Actions designed for Internet addicts. Are you tempted if you love the Internet?

Actions designed for Internet addicts. Are you tempted if you love the Internet?

"Old computer users" often have varying degrees of shoulder and back muscle pain and other symptoms. If timely measures are not taken, it is easy to cause disease. In order to prevent the invasion of this "new disease", we would like to introduce you to a set of "Internet addict fitness exercises", which are very effective in relieving muscle soreness and regulating blood circulation.

Aerobics for office workers to relieve muscle pain

Head Movement

1. Stand with your feet slightly wider than shoulder width, bend one leg and keep the other leg upright. Raise one arm and place it on the opposite ear. Gently pull the head downward to stretch the muscles on the sides of the neck, with the center of gravity on the upright leg.

2. Stand with your feet forward and back, bend your front leg, place your center of gravity between your legs, stretch your arms straight and let them hang down, lower your shoulders, stretch your head forward, and stretch your neck muscles; keep your lower limbs still, turn your head to the side of your bent leg, retract your jaw, and at the same time bend your arms and place them at your waist, allowing your upper body to turn with your head.

Shoulder Exercises

1. Stand with your feet slightly wider than shoulder width, bend one leg and keep the other leg straight, with your center of gravity between your legs. Bend your arms and raise them behind your head. Hold them with both hands, pull your upper arms down to the side of your bent leg, and look down. Stand with your legs straight, raise your arms straight, hold them with both hands, and stand with your head up, chest out, and stomach in.

2. You can stand or sit, with your body facing forward, one arm raised to the opposite side, and the other arm bent and pulled downward and inward with the arm straight.

Waist Exercise

1. Stand with your feet shoulder-width apart, raise one arm and let the other arm hang down, stretch your body sideways, stretch your upper arm as far as possible, and keep your head and chest up.
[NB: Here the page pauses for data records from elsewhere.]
mod session;

use std::env;
use std::io::{self, BufRead, Write};
use std::path::PathBuf;
use std::process;

use session::{LinkProfile, Session, SessionConfig};

const USAGE: &str = "Usage: rate-control-emulator [--profile <legacy|ht|vht>] [--seed <u64>] [--loss <percent>] [--transcript <path>]";

fn main() -> io::Result<()> {
    let config = parse_args(env::args().skip(1)).unwrap_or_else(|err| {
        eprintln!("{err}");
        eprintln!("{USAGE}");
        process::exit(2);
    });

    let stdin = io::stdin();
    let mut reader = stdin.lock();
    let stdout = io::stdout();
    let mut writer = stdout.lock();
    let mut session = Session::new(config)?;
    let mut line = String::new();

    writeln!(
        writer,
        "Rate Control Emulator ready. Type `help` for commands or `exit` to quit."
    )?;

    loop {
        line.clear();
        write!(writer, "> ")?;
        writer.flush()?;

        let bytes_read = reader.read_line(&mut line)?;
        if bytes_read == 0 {
            writeln!(writer)?;
            break;
        }

        let trimmed = line.trim();
        if trimmed.is_empty() {
            continue;
        }

        if should_terminate(trimmed) {
            writeln!(writer, "Session closed.")?;
            break;
        }

        let responses = session.handle_command(trimmed)?;
        for response in responses {
            writeln!(writer, "{response}")?;
        }
    }

    Ok(())
}

fn should_terminate(input: &str) -> bool {
    input.eq_ignore_ascii_case("exit") || input.eq_ignore_ascii_case("quit")
}

fn parse_args(mut args: impl Iterator<Item = String>) -> Result<SessionConfig, String> {
    let mut config = SessionConfig::default();

    while let Some(arg) = args.next() {
        let (flag, inline) = match arg.split_once('=') {
            Some((flag, value)) if flag.starts_with("--") => (flag.to_string(), Some(value.to_string())),
            _ => (arg, None),
        };
        let mut value = || {
            inline
                .clone()
                .or_else(|| args.next())
                .ok_or_else(|| format!("Expected value after {flag}"))
        };

        match flag.as_str() {
            "--profile" => config.profile = Some(LinkProfile::from_tag(&value()?)?),
            "--seed" => {
                let raw = value()?;
                config.seed = raw
                    .parse()
                    .map_err(|_| format!("Invalid seed `{raw}`"))?;
            }
            "--loss" => {
                let raw = value()?;
                config.loss_percent = raw
                    .parse()
                    .ok()
                    .filter(|percent| *percent <= 100)
                    .ok_or_else(|| format!("Loss must be 0-100, got `{raw}`"))?;
            }
            "--transcript" => config.transcript = Some(PathBuf::from(value()?)),
            other => return Err(format!("Unknown argument `{other}`")),
        }
    }

    Ok(config)
}

#[cfg(test)]
mod tests {
    use super::*;

    fn args(list: &[&str]) -> impl Iterator<Item = String> {
        list.iter().map(ToString::to_string).collect::<Vec<_>>().into_iter()
    }

    #[test]
    fn accepts_split_and_inline_values() {
        let config = parse_args(args(&["--profile", "vht", "--seed=17", "--loss", "25"])).unwrap();
        assert_eq!(config.profile, Some(LinkProfile::Vht));
        assert_eq!(config.seed, 17);
        assert_eq!(config.loss_percent, 25);
        assert!(config.transcript.is_none());
    }

    #[test]
    fn rejects_bad_arguments() {
        assert!(parse_args(args(&["--profile"])).is_err());
        assert!(parse_args(args(&["--loss=150"])).is_err());
        assert!(parse_args(args(&["--profile=he"])).is_err());
        assert!(parse_args(args(&["reboot"])).is_err());
    }
}
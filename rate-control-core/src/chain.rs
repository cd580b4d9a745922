//! Retry chain construction.

use crate::estimator::Probability;
use crate::sample::SampleTable;
use crate::tuning::RETRY_STEPS;

/// One retry-chain step: a sample-table index and its cached throughput.
#[derive(Copy, Clone, Debug, Default, Eq, PartialEq)]
pub struct RetryStep {
    pub index: usize,
    pub throughput: u32,
}

impl RetryStep {
    #[must_use]
    pub const fn new(index: usize, throughput: u32) -> Self {
        Self { index, throughput }
    }
}

/// Ordered retry chain handed to the hardware.
///
/// Step 0 carries the best throughput, step 1 the runner-up (or a trial),
/// step 2 the most reliable alternate and step 3 always the lowest rate.
#[derive(Copy, Clone, Debug, Default, Eq, PartialEq)]
pub struct RetryChain {
    steps: [RetryStep; RETRY_STEPS],
}

impl RetryChain {
    /// Chain used right after association: steps walk down from the last
    /// entry and the final step is entry 0.
    #[must_use]
    pub fn initial(len: usize) -> Self {
        let top = len.saturating_sub(1);
        let mut steps = [RetryStep::default(); RETRY_STEPS];
        for (offset, step) in steps.iter_mut().take(RETRY_STEPS - 1).enumerate() {
            step.index = top.saturating_sub(offset);
        }
        Self { steps }
    }

    /// Chain with steps 0 to 2 forced onto `index`.
    #[must_use]
    pub const fn pinned(index: usize) -> Self {
        let step = RetryStep::new(index, 0);
        Self {
            steps: [step, step, step, RetryStep::new(0, 0)],
        }
    }

    #[must_use]
    pub const fn step(&self, position: usize) -> RetryStep {
        self.steps[position % RETRY_STEPS]
    }

    pub fn set_step(&mut self, position: usize, step: RetryStep) {
        self.steps[position % RETRY_STEPS] = step;
    }

    #[must_use]
    pub const fn steps(&self) -> &[RetryStep; RETRY_STEPS] {
        &self.steps
    }

    /// Indexes of the three rate-bearing steps.
    #[must_use]
    pub const fn active_indexes(&self) -> [usize; 3] {
        [self.steps[0].index, self.steps[1].index, self.steps[2].index]
    }

    /// Returns `true` when `index` is referenced by one of steps 0 to 2.
    #[must_use]
    pub fn is_active(&self, index: usize) -> bool {
        self.active_indexes().contains(&index)
    }

    /// Returns `true` when every step indexes a table of `len` entries and
    /// the last step is entry 0.
    #[must_use]
    pub fn is_consistent(&self, len: usize) -> bool {
        self.steps.iter().all(|step| step.index < len) && self.steps[RETRY_STEPS - 1].index == 0
    }

    /// Rebuilds the chain from a ranked table.
    ///
    /// `throughputs` must be in table order, entries `1..` sorted ascending.
    /// CCK entries are marked disallowed unless the winner is itself CCK.
    /// Returns `true` when any step now points at a different entry.
    pub fn rebuild(&mut self, table: &mut SampleTable, throughputs: &[u32], aggregated: bool) -> bool {
        let previous = *self;
        let len = table.len().min(throughputs.len());
        if len == 0 {
            *self = Self::default();
            return previous != *self;
        }
        let top = len - 1;

        // Entry 0 only wins outright for non-aggregated traffic.
        let (best, first_offset) = if !aggregated && throughputs[0] > throughputs[top] {
            (0, 1)
        } else {
            (top, 2)
        };
        let best_throughput = throughputs[best];
        self.steps[0] = RetryStep::new(best, best_throughput);

        let samples = table.samples_mut();
        if !samples[best].descriptor.is_cck() {
            for sample in &mut samples[..top] {
                if sample.descriptor.is_cck() {
                    sample.allowed = false;
                }
            }
            samples[best].allowed = true;
        }

        // Runner-up: walk down from the top, skipping the winner.
        let mut second = RetryStep::new(best, best_throughput);
        let mut offset = first_offset;
        while offset < len {
            let index = len - offset;
            if samples[index].allowed {
                second = RetryStep::new(index, throughputs[index]);
                break;
            }
            offset += 1;
        }
        self.steps[1] = second;

        // Reliable alternate: start from the next allowed entry below the
        // runner-up, then prefer anything slower that is more reliable.
        let mut reliable = second.index;
        offset += 1;
        while offset < len {
            let index = len - offset;
            if samples[index].allowed {
                reliable = index;
                break;
            }
            offset += 1;
        }

        let mut max_throughput = throughputs[reliable];
        let mut max_probability = samples[reliable].probability;
        for index in 0..second.index {
            let sample = &samples[index];
            if !sample.allowed || index == best {
                continue;
            }
            let pick = if sample.probability >= Probability::NINETY_FIVE_PERCENT {
                throughputs[index] >= max_throughput
            } else {
                sample.probability >= max_probability
            };
            if pick {
                reliable = index;
                max_throughput = throughputs[index];
                max_probability = sample.probability;
            }
        }
        self.steps[2] = RetryStep::new(reliable, throughputs[reliable]);
        self.steps[3] = RetryStep::new(0, throughputs[0]);

        self.changed_from(&previous)
    }

    /// Returns `true` when any step index differs from `other`.
    #[must_use]
    pub fn changed_from(&self, other: &Self) -> bool {
        self.steps
            .iter()
            .zip(other.steps.iter())
            .any(|(mine, theirs)| mine.index != theirs.index)
    }
}
#![cfg_attr(target_os = "none", no_std)]
#![cfg_attr(target_os = "none", no_main)]

#[cfg(target_os = "none")]
extern crate panic_halt;

mod console;
mod stations;
mod status;
mod telemetry;

#[cfg(target_os = "none")]
mod runtime;
#[cfg(target_os = "none")]
mod usb;

#[cfg(not(target_os = "none"))]
fn main() {}
impl RateDescriptor {
    /// Builds a legacy descriptor. 1 Mbps forces the long preamble, OFDM
    /// rates carry none (encoded as `Short`).
    #[must_use]
    pub const fn legacy(rate: LegacyRate, preamble: Preamble) -> Self {
        let preamble = match rate {
            LegacyRate::Mbps1 => Preamble::Long,
            LegacyRate::Mbps2 | LegacyRate::Mbps5_5 | LegacyRate::Mbps11 => preamble,
            _ => Preamble::Short,
        };
        RateDescriptor::Legacy { rate, preamble }
    }

    /// Builds an HT descriptor, clamping MCS, streams and bandwidth into range.
    #[must_use]
    pub const fn ht(mcs: u8, nss: u8, bandwidth: Bandwidth, guard: GuardInterval) -> Self {
        RateDescriptor::Ht {
            mcs: if mcs > HT_MCS_MAX { HT_MCS_MAX } else { mcs },
            nss: if nss > HT_NSS_MAX { HT_NSS_MAX } else { nss },
            bandwidth: bandwidth.at_most(Bandwidth::Mhz40),
            guard,
        }
    }

    /// Builds a VHT descriptor. Combinations missing from the VHT rate tables
    /// are clamped onto an existing neighbour rather than refused.
    #[must_use]
    pub const fn vht(mcs: u8, nss: u8, bandwidth: Bandwidth, guard: GuardInterval) -> Self {
        let mut mcs = if mcs > VHT_MCS_MAX { VHT_MCS_MAX } else { mcs };
        let mut nss = if nss > VHT_NSS_MAX { VHT_NSS_MAX } else { nss };

        if mcs == 6 && matches!(bandwidth, Bandwidth::Mhz80) && (nss == 3 || nss == 6) {
            nss -= 1;
        }
        if mcs == 9 {
            match bandwidth {
                Bandwidth::Mhz20 if nss != 2 && nss != 5 => mcs = 8,
                Bandwidth::Mhz80 if nss == 5 => nss -= 1,
                Bandwidth::Mhz160 if nss == 2 => nss -= 1,
                _ => {}
            }
        }

        RateDescriptor::Vht {
            mcs,
            nss,
            bandwidth,
            guard,
        }
    }

    /// Format class of the descriptor.
    #[must_use]
    pub const fn format(self) -> FormatClass {
        match self {
            RateDescriptor::Legacy { .. } => FormatClass::Legacy,
            RateDescriptor::Ht { .. } => FormatClass::Ht,
            RateDescriptor::Vht { .. } => FormatClass::Vht,
        }
    }

    /// Returns `true` for DSSS/CCK rates, which are never aggregated.
    #[must_use]
    pub const fn is_cck(self) -> bool {
        match self {
            RateDescriptor::Legacy { rate, .. } => rate.is_cck(),
            _ => false,
        }
    }

    /// MCS index, or the hardware rate index for legacy rates.
    #[must_use]
    pub const fn mcs(self) -> u8 {
        match self {
            RateDescriptor::Legacy { rate, .. } => rate.index(),
            RateDescriptor::Ht { mcs, .. } | RateDescriptor::Vht { mcs, .. } => mcs,
        }
    }

    /// Zero-based spatial stream index (0 for legacy rates).
    #[must_use]
    pub const fn nss(self) -> u8 {
        match self {
            RateDescriptor::Legacy { .. } => 0,
            RateDescriptor::Ht { nss, .. } | RateDescriptor::Vht { nss, .. } => nss,
        }
    }

    /// Bandwidth class (20 MHz for legacy rates).
    #[must_use]
    pub const fn bandwidth(self) -> Bandwidth {
        match self {
            RateDescriptor::Legacy { .. } => Bandwidth::Mhz20,
            RateDescriptor::Ht { bandwidth, .. } | RateDescriptor::Vht { bandwidth, .. } => {
                bandwidth
            }
        }
    }

    /// Guard interval (long for legacy rates).
    #[must_use]
    pub const fn guard(self) -> GuardInterval {
        match self {
            RateDescriptor::Legacy { .. } => GuardInterval::Long,
            RateDescriptor::Ht { guard, .. } | RateDescriptor::Vht { guard, .. } => guard,
        }
    }

    /// Preamble type, for legacy rates only.
    #[must_use]
    pub const fn preamble(self) -> Option<Preamble> {
        match self {
            RateDescriptor::Legacy { preamble, .. } => Some(preamble),
            _ => None,
        }
    }

    /// Same rate with the given guard interval; legacy rates are unchanged.
    #[must_use]
    pub const fn with_guard(self, guard: GuardInterval) -> Self {
        match self {
            RateDescriptor::Legacy { .. } => self,
            RateDescriptor::Ht {
                mcs,
                nss,
                bandwidth,
                ..
            } => RateDescriptor::ht(mcs, nss, bandwidth, guard),
            RateDescriptor::Vht {
                mcs,
                nss,
                bandwidth,
                ..
            } => RateDescriptor::vht(mcs, nss, bandwidth, guard),
        }
    }

    /// Same format with another MCS (or legacy rate index), clamped.
    #[must_use]
    pub const fn with_mcs(self, new_mcs: u8) -> Self {
        match self {
            RateDescriptor::Legacy { rate, preamble } => match LegacyRate::from_index(new_mcs) {
                Some(next) => RateDescriptor::legacy(next, preamble),
                None => RateDescriptor::legacy(rate, preamble),
            },
            RateDescriptor::Ht {
                nss,
                bandwidth,
                guard,
                ..
            } => RateDescriptor::ht(new_mcs, nss, bandwidth, guard),
            RateDescriptor::Vht {
                nss,
                bandwidth,
                guard,
                ..
            } => RateDescriptor::vht(new_mcs, nss, bandwidth, guard),
        }
    }

    /// Returns `true` when the value is what the normalising constructors
    /// would have produced.
    #[must_use]
    pub fn is_well_formed(self) -> bool {
        match self {
            RateDescriptor::Legacy { rate, preamble } => {
                RateDescriptor::legacy(rate, preamble) == self
            }
            RateDescriptor::Ht {
                mcs,
                nss,
                bandwidth,
                ..
            } => mcs <= HT_MCS_MAX && nss <= HT_NSS_MAX && bandwidth <= Bandwidth::Mhz40,
            RateDescriptor::Vht {
                mcs,
                nss,
                bandwidth,
                ..
            } => mcs <= VHT_MCS_MAX && nss <= VHT_NSS_MAX && !vht_rate_absent(mcs, nss, bandwidth),
        }
    }

    /// Key into the reference duration tables.
    #[must_use]
    pub const fn duration_key(self) -> DurationKey {
        match self {
            RateDescriptor::Legacy { rate, preamble } => {
                if rate.is_cck() {
                    DurationKey::Cck {
                        index: (rate.index() << 1) | preamble.is_long() as u8,
                    }
                } else {
                    DurationKey::Ofdm {
                        index: rate.index() - LegacyRate::Mbps6.index(),
                    }
                }
            }
            RateDescriptor::Ht {
                mcs,
                nss,
                bandwidth,
                guard,
            }
            | RateDescriptor::Vht {
                mcs,
                nss,
                bandwidth,
                guard,
            } => DurationKey::Mimo {
                index: (mcs << 3) | (bandwidth.index() << 1) | guard.is_short() as u8,
                streams: nss + 1,
            },
        }
    }

    /// Encodes the descriptor into its packed 16-bit policy-table form.
    #[must_use]
    pub const fn to_raw(self) -> u16 {
        let format = (self.format().to_raw() as u16) << FORMAT_OFT;
        match self {
            RateDescriptor::Legacy { rate, preamble } => {
                let pre = if preamble.is_long() { PREAMBLE_BIT } else { 0 };
                format | pre | rate.index() as u16
            }
            RateDescriptor::Ht {
                mcs,
                nss,
                bandwidth,
                guard,
            } => {
                format
                    | shared_bits(bandwidth, guard)
                    | ((nss as u16) << HT_NSS_OFT)
                    | (mcs as u16 & HT_MCS_MASK)
            }
            RateDescriptor::Vht {
                mcs,
                nss,
                bandwidth,
                guard,
            } => {
                format
                    | shared_bits(bandwidth, guard)
                    | ((nss as u16) << VHT_NSS_OFT)
                    | (mcs as u16 & VHT_MCS_MASK)
            }
        }
    }

    /// Decodes a packed 16-bit descriptor.
    ///
    /// # Errors
    ///
    /// Returns [`DecodeError`] when the value uses reserved bits, a format this
    /// engine never emits, or a rate that does not exist.
    pub fn from_raw(raw: u16) -> Result<Self, DecodeError> {
        if raw & RESERVED_MASK != 0 {
            return Err(DecodeError::ReservedBits);
        }

        let format = ((raw & FORMAT_MASK) >> FORMAT_OFT) as u8;
        let bw_index = ((raw & BW_MASK) >> BW_OFT) as u8;
        let bandwidth = match Bandwidth::from_index(bw_index) {
            Some(bandwidth) => bandwidth,
            None => return Err(DecodeError::ReservedBits),
        };
        let guard = GuardInterval::from_short(raw & SHORT_GI_BIT != 0);
        let long_preamble = raw & PREAMBLE_BIT != 0;

        match format {
            FormatClass::NON_HT_CODE => {
                if bw_index != 0 || guard.is_short() {
                    return Err(DecodeError::LegacyFields);
                }
                let index = (raw & MCS_MASK) as u8;
                let rate = LegacyRate::from_index(index).ok_or(DecodeError::LegacyIndex(index))?;
                Ok(RateDescriptor::legacy(rate, Preamble::from_long(long_preamble)))
            }
            FormatClass::HT_MF_CODE => {
                if long_preamble || raw & MCS_MASK & !(HT_MCS_MASK | HT_NSS_MASK) != 0 {
                    return Err(DecodeError::ReservedBits);
                }
                if bandwidth > Bandwidth::Mhz40 {
                    return Err(DecodeError::HtBandwidth);
                }
                let mcs = (raw & HT_MCS_MASK) as u8;
                let nss = ((raw & HT_NSS_MASK) >> HT_NSS_OFT) as u8;
                Ok(RateDescriptor::ht(mcs, nss, bandwidth, guard))
            }
            FormatClass::VHT_CODE => {
                if long_preamble {
                    return Err(DecodeError::ReservedBits);
                }
                let mcs = (raw & VHT_MCS_MASK) as u8;
                if mcs > VHT_MCS_MAX {
                    return Err(DecodeError::VhtMcs(mcs));
                }
                let nss = ((raw & VHT_NSS_MASK) >> VHT_NSS_OFT) as u8;
                if vht_rate_absent(mcs, nss, bandwidth) {
                    return Err(DecodeError::VhtAbsent);
                }
                Ok(RateDescriptor::Vht {
                    mcs,
                    nss,
                    bandwidth,
                    guard,
                })
            }
            FormatClass::NON_HT_DUP_CODE | FormatClass::HT_GF_CODE => {
                Err(DecodeError::UnsupportedFormat(format))
            }
            other => Err(DecodeError::UnsupportedFormat(other)),
        }
    }
}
2. Stand with your legs straight and together, spread your hands behind you (you can hold on to the wall), bend your head and torso backward, keep your head up and chest out, and relax your shoulders; keep your lower limbs still, bend your head and torso from back to front, and lower your head and arch your back.

Finger Movement

Keep your upper body upright, chest up and abdomen in, extend both arms forward, one up and one down, lift up the wrist of your lower arm, hold it with the upper hand, gently pull it inward, then extend four fingers from the little finger to the index finger from the upper hand in sequence.

Note: The amplitude, speed and intensity of all movements should be controlled according to individual physical condition.